▸ Given entries:
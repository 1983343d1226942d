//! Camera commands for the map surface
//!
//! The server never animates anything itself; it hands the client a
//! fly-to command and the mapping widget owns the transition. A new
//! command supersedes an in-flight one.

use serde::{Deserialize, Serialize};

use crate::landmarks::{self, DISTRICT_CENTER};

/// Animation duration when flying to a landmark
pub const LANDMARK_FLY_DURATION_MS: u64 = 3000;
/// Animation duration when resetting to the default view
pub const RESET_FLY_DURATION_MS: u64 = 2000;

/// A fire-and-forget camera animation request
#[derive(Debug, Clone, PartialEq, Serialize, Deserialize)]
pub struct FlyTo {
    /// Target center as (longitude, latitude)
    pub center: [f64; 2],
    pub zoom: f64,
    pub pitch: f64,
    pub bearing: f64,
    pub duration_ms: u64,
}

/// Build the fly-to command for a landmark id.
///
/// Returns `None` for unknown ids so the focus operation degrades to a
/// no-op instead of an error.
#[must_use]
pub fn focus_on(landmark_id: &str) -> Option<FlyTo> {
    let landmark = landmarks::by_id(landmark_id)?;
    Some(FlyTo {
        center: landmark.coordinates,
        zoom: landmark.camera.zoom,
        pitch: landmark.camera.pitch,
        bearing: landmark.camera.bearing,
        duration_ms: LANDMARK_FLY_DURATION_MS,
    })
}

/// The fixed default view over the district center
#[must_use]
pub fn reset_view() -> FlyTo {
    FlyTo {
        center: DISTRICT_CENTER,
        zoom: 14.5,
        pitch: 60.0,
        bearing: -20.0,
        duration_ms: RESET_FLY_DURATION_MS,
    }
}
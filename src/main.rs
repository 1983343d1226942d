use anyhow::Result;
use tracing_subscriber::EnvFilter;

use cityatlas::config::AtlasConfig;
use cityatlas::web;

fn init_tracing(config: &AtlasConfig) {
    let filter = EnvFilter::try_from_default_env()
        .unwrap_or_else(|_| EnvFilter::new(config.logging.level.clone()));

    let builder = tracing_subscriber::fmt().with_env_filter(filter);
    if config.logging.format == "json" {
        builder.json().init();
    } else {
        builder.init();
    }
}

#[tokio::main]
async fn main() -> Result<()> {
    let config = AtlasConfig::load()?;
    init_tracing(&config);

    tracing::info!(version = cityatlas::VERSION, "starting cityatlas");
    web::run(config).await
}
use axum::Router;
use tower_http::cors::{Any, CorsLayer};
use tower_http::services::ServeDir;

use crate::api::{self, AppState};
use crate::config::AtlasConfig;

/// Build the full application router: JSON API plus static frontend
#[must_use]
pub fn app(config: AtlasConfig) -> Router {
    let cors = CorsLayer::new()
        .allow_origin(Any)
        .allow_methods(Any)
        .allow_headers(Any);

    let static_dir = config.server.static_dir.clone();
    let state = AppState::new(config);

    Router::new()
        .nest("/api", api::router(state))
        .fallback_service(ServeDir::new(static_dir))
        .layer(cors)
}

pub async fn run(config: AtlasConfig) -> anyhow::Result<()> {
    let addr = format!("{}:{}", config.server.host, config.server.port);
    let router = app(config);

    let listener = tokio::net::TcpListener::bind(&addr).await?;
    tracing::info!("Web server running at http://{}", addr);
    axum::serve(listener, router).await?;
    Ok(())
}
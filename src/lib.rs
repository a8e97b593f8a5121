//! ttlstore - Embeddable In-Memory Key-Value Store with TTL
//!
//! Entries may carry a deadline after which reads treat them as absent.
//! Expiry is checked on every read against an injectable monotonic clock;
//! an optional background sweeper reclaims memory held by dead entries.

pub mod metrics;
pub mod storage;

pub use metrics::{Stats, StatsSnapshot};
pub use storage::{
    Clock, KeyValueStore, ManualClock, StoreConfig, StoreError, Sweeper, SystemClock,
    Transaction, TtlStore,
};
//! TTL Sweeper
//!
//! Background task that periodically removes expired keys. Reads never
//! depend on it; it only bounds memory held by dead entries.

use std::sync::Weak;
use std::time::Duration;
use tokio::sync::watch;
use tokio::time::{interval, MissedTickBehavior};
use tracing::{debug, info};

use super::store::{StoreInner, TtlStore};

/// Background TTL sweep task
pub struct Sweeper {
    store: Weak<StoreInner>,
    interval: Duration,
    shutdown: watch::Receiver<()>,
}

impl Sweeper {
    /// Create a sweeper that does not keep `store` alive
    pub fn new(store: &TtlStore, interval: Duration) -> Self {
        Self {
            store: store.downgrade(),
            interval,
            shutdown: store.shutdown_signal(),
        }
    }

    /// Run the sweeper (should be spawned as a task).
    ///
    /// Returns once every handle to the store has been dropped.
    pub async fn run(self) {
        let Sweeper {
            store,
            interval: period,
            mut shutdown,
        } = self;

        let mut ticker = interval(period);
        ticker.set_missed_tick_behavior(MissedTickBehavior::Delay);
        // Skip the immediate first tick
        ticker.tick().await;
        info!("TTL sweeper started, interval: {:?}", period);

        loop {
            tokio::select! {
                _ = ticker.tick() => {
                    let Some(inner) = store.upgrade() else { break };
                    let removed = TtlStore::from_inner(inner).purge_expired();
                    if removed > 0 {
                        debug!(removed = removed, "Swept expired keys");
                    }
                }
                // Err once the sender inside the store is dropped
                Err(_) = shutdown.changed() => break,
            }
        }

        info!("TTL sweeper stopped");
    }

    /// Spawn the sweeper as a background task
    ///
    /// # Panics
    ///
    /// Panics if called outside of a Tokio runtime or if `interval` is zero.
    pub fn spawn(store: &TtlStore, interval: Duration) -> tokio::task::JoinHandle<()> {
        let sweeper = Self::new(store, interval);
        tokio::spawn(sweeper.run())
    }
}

▸ Required work:
Using only the entries above, output the line with "filename src/lib.rs", the line with "TTL sweep task", and all lines between them, exactly as they stand.

▸ Response box:
filename src/lib.rs
repository a8e97b593f8a5121
//! ttlstore - Embeddable In-Memory Key-Value Store with TTL
//!
//! Entries may carry a deadline after which reads treat them as absent.
//! Expiry is checked on every read against an injectable monotonic clock;
//! an optional background sweeper reclaims memory held by dead entries.

pub mod metrics;
pub mod storage;

pub use metrics::{Stats, StatsSnapshot};
pub use storage::{
    Clock, KeyValueStore, ManualClock, StoreConfig, StoreError, Sweeper, SystemClock,
    Transaction, TtlStore,
};
//! TTL Sweeper
//!
//! Background task that periodically removes expired keys. Reads never
//! depend on it; it only bounds memory held by dead entries.

use std::sync::Weak;
use std::time::Duration;
use tokio::sync::watch;
use tokio::time::{interval, MissedTickBehavior};
use tracing::{debug, info};

use super::store::{StoreInner, TtlStore};

/// Background TTL sweep task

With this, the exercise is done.